MCP server for **semantic search** and **file management** over an Obsidian vault. Uses Qdrant as vector store and FastEmbed for local embeddings. Provides a complete set of tools for AI agents to read, write, search, and manage vault content — no external Obsidian plugins required.

---

### Table of Contents

| | Section | Description |
|---|---|---|
| **?** | [Why?](#why) | The problem this solves |
| **✨** | [Features](#features) | Full feature list |
| **⚡** | [Quick Start](#quick-start) | Installation and setup |
| **📖** | [LLM Wiki Pattern](#llm-wiki-pattern) | Karpathy-inspired knowledge base model |
| **🤖** | [Agent Skills](#agent-skills) | Skill and agent for Claude Code |
| **🔧** | [MCP Tools](#mcp-tools) | All 27 tools — Search, Read, Write, Discover, Graph, Batch, Log, Health, Maintenance |
| **💻** | [CLI Commands](#cli-commands) | Command-line interface for any agent |
| **🏗️** | [Architecture](#architecture) | How it works under the hood |
| **📁** | [Project Structure](#project-structure) | File layout |

---

## Why?

Standard text search in Obsidian (and MCP tools like mcp-obsidian) is keyword-based — it only finds exact matches.

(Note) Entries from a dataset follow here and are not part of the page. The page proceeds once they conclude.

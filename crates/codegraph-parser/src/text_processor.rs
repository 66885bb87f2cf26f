// ABOUTME: Line-oriented text helpers shared by the annotation and call scanners
// ABOUTME: Strips literals and comments, extracts doc text, splits nested lists

use codegraph_core::Language;
use once_cell::sync::Lazy;
use regex::Regex;

static IDENTIFIER_PATH: Lazy<Regex> =
    Lazy::new(|| Regex::new(r"[A-Za-z_$][\w$]*(?:\.[A-Za-z_$][\w$]*)*").unwrap());

/// Removes string contents and comments from source lines while tracking
/// multi-line block comments and Python triple-quoted strings.
pub struct LineCleaner {
    language: Language,
    open_block: Option<&'static str>,
}

impl LineCleaner {
    pub fn new(language: Language) -> Self {
        Self {
            language,
            open_block: None,
        }
    }

    /// Literal contents become empty quotes so `"a.b("` never looks like a call.
    pub fn clean(&mut self, line: &str) -> String {
        let chars: Vec<char> = line.chars().collect();
        let mut out = String::with_capacity(line.len());
        let mut i = 0;

        while i < chars.len() {
            if let Some(end) = self.open_block {
                match find_seq(&chars, i, end) {
                    Some(pos) => {
                        i = pos + end.chars().count();
                        self.open_block = None;
                        if end != "*/" {
                            out.push_str("\"\"");
                        }
                    }
                    None => return out,
                }
                continue;
            }

            let c = chars[i];
            match self.language {
                Language::Python => {
                    if c == '#' {
                        break;
                    }
                    if (c == '"' || c == '\'') && starts_with(&chars, i, &[c, c, c]) {
                        let end: &'static str = if c == '"' { "\"\"\"" } else { "'''" };
                        self.open_block = Some(end);
                        i += 3;
                        continue;
                    }
                }
                _ => {
                    if c == '/' && chars.get(i + 1) == Some(&'/') {
                        break;
                    }
                    if c == '/' && chars.get(i + 1) == Some(&'*') {
                        self.open_block = Some("*/");
                        i += 2;
                        continue;
                    }
                }
            }

            let is_quote = c == '"'
                || c == '\''
                || (c == '`'
                    && matches!(self.language, Language::TypeScript | Language::JavaScript));
            if is_quote {
                i = skip_literal(&chars, i);
                out.push(c);
                out.push(c);
                continue;
            }

            out.push(c);
            i += 1;
        }
        out
    }
}

fn starts_with(chars: &[char], at: usize, seq: &[char]) -> bool {
    chars.len() >= at + seq.len() && chars[at..at + seq.len()] == *seq
}

fn find_seq(chars: &[char], from: usize, seq: &str) -> Option<usize> {
    let seq: Vec<char> = seq.chars().collect();
    (from..chars.len()).find(|&i| starts_with(chars, i, &seq))
}

/// Index just past the literal opened at `start`; unterminated literals run to end of line.
fn skip_literal(chars: &[char], start: usize) -> usize {
    let quote = chars[start];
    let mut i = start + 1;
    while i < chars.len() {
        match chars[i] {
            '\\' => i += 2,
            c if c == quote => return i + 1,
            _ => i += 1,
        }
    }
    chars.len()
}

/// Splits on `delimiter` at nesting depth zero, outside quotes.
pub fn split_top_level(input: &str, delimiter: char) -> Vec<String> {
    let mut parts = Vec::new();
    let mut current = String::new();
    let mut depth: i32 = 0;
    let mut quote: Option<char> = None;

    for c in input.chars() {
        match quote {
            Some(q) => {
                if c == q {
                    quote = None;
                }
            }
            None => match c {
                '"' | '\'' => quote = Some(c),
                '(' | '[' | '{' => depth += 1,
                ')' | ']' | '}' => depth -= 1,
                _ if c == delimiter && depth == 0 => {
                    let piece = current.trim();
                    if !piece.is_empty() {
                        parts.push(piece.to_string());
                    }
                    current.clear();
                    continue;
                }
                _ => {}
            },
        }
        current.push(c);
    }
    let piece = current.trim();
    if !piece.is_empty() {
        parts.push(piece.to_string());
    }
    parts
}

/// Position of the first `=` at depth zero that is not part of `==`, `<=`, `>=` or `!=`.
pub fn top_level_assignment(input: &str) -> Option<usize> {
    let bytes = input.as_bytes();
    let mut depth: i32 = 0;
    let mut quote: Option<u8> = None;
    for (i, &b) in bytes.iter().enumerate() {
        match quote {
            Some(q) => {
                if b == q {
                    quote = None;
                }
            }
            None => match b {
                b'"' | b'\'' => quote = Some(b),
                b'(' | b'[' | b'{' => depth += 1,
                b')' | b']' | b'}' => depth -= 1,
                b'=' if depth == 0 => {
                    let prev = i.checked_sub(1).map(|p| bytes[p]);
                    let next = bytes.get(i + 1).copied();
                    if next != Some(b'=') && !matches!(prev, Some(b'=' | b'<' | b'>' | b'!')) {
                        return Some(i);
                    }
                }
                _ => {}
            },
        }
    }
    None
}

/// `Map<String, List<Foo>>` -> `Map`; `list[int]` -> `list`; `Foo[]` -> `Foo`.
pub fn strip_generics(type_name: &str) -> &str {
    let end = type_name.find(['<', '[']).unwrap_or(type_name.len());
    type_name[..end].trim()
}

/// Every identifier path mentioned in a type expression, in order, deduplicated.
pub fn type_identifiers(type_expr: &str) -> Vec<String> {
    let mut seen = Vec::new();
    for m in IDENTIFIER_PATH.find_iter(type_expr) {
        let ident = m.as_str().to_string();
        if !seen.contains(&ident) {
            seen.push(ident);
        }
    }
    seen
}

pub fn collapse_whitespace(text: &str) -> String {
    text.split_whitespace().collect::<Vec<_>>().join(" ")
}

/// First paragraph of a `/** ... */` block, tags excluded.
pub fn doc_comment_text(raw: &str) -> Option<String> {
    let trimmed = raw.trim();
    if !trimmed.starts_with("/**") {
        return None;
    }
    let body = trimmed
        .trim_start_matches("/**")
        .trim_end_matches("*/");
    let mut paragraph = Vec::new();
    for line in body.lines() {
        let line = line.trim().trim_start_matches('*').trim();
        if line.starts_with('@') {
            break;
        }
        if line.is_empty() {
            if paragraph.is_empty() {
                continue;
            }
            break;
        }
        paragraph.push(line);
    }
    let text = collapse_whitespace(&paragraph.join(" "));
    (!text.is_empty()).then_some(text)
}

/// First paragraph of a Python string literal used as a docstring.
pub fn docstring_text(raw: &str) -> Option<String> {
    let mut s = raw.trim();
    s = s.trim_start_matches(['r', 'R', 'u', 'U', 'b', 'B', 'f', 'F']);
    for quote in ["\"\"\"", "'''", "\"", "'"] {
        if s.starts_with(quote) && s.ends_with(quote) && s.len() >= 2 * quote.len() {
            s = &s[quote.len()..s.len() - quote.len()];
            break;
        }
    }
    let mut paragraph = Vec::new();
    for line in s.lines() {
        let line = line.trim();
        if line.is_empty() {
            if paragraph.is_empty() {
                continue;
            }
            break;
        }
        paragraph.push(line);
    }
    let text = collapse_whitespace(&paragraph.join(" "));
    (!text.is_empty()).then_some(text)
}

pub fn strip_quotes(value: &str) -> &str {
    let v = value.trim();
    for q in ['"', '\'', '`'] {
        if v.len() >= 2 && v.starts_with(q) && v.ends_with(q) {
            return &v[1..v.len() - 1];
        }
    }
    v
}

#[cfg(test)]
mod tests {
    use super::*;

    #[test]
    fn cleaner_blanks_strings_and_comments() {
        let mut cleaner = LineCleaner::new(Language::Java);
        assert_eq!(
            cleaner.clean(r#"log("a.b(c)"); // x.y()"#),
            r#"log(""); "#
        );
        assert_eq!(cleaner.clean("foo(); /* start"), "foo(); ");
        assert_eq!(cleaner.clean("still.comment() */ bar();"), " bar();");
    }

    #[test]
    fn cleaner_tracks_python_triple_quotes() {
        let mut cleaner = LineCleaner::new(Language::Python);
        assert_eq!(cleaner.clean("x = \"\"\"doc"), "x = ");
        assert_eq!(cleaner.clean("call() inside doc"), "");
        assert_eq!(cleaner.clean("end\"\"\" + f()"), "\"\" + f()");
        assert_eq!(cleaner.clean("g()  # h()"), "g()  ");
    }

    #[test]
    fn split_respects_nesting_and_quotes() {
        assert_eq!(
            split_top_level(r#"value = "a,b", methods = {GET, POST}, f(1, 2)"#, ','),
            vec![r#"value = "a,b""#, "methods = {GET, POST}", "f(1, 2)"]
        );
    }

    #[test]
    fn assignment_ignores_comparisons() {
        assert_eq!(top_level_assignment("name = 'x'"), Some(5));
        assert_eq!(top_level_assignment("a == b"), None);
        assert_eq!(top_level_assignment("f(a=1)"), None);
    }

    #[test]
    fn generics_and_identifiers() {
        assert_eq!(strip_generics("Map<String, Foo>"), "Map");
        assert_eq!(strip_generics("Optional[int]"), "Optional");
        assert_eq!(
            type_identifiers("Map<String, java.util.List<Foo>>"),
            vec!["Map", "String", "java.util.List", "Foo"]
        );
    }

    #[test]
    fn doc_texts_keep_first_paragraph() {
        let doc = "/**\n * Loads users.\n * Twice.\n *\n * More.\n * @param x ignored\n */";
        assert_eq!(doc_comment_text(doc).as_deref(), Some("Loads users. Twice."));
        assert_eq!(
            docstring_text("\"\"\"Compute totals.\n\n    Details.\n    \"\"\"").as_deref(),
            Some("Compute totals.")
        );
    }
}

This means:

- Searching for "API logs" won't find a section titled "Execution tracking endpoints"
- Searching for "how does authentication work" returns nothing unless those exact words appear
- Typos, synonyms, and rephrased concepts are invisible to keyword search

**obsidian-qdrant-search** uses vector embeddings to understand the *meaning* of your query and match it against the *meaning* of your documentation. It finds relevant results even when the wording is completely different.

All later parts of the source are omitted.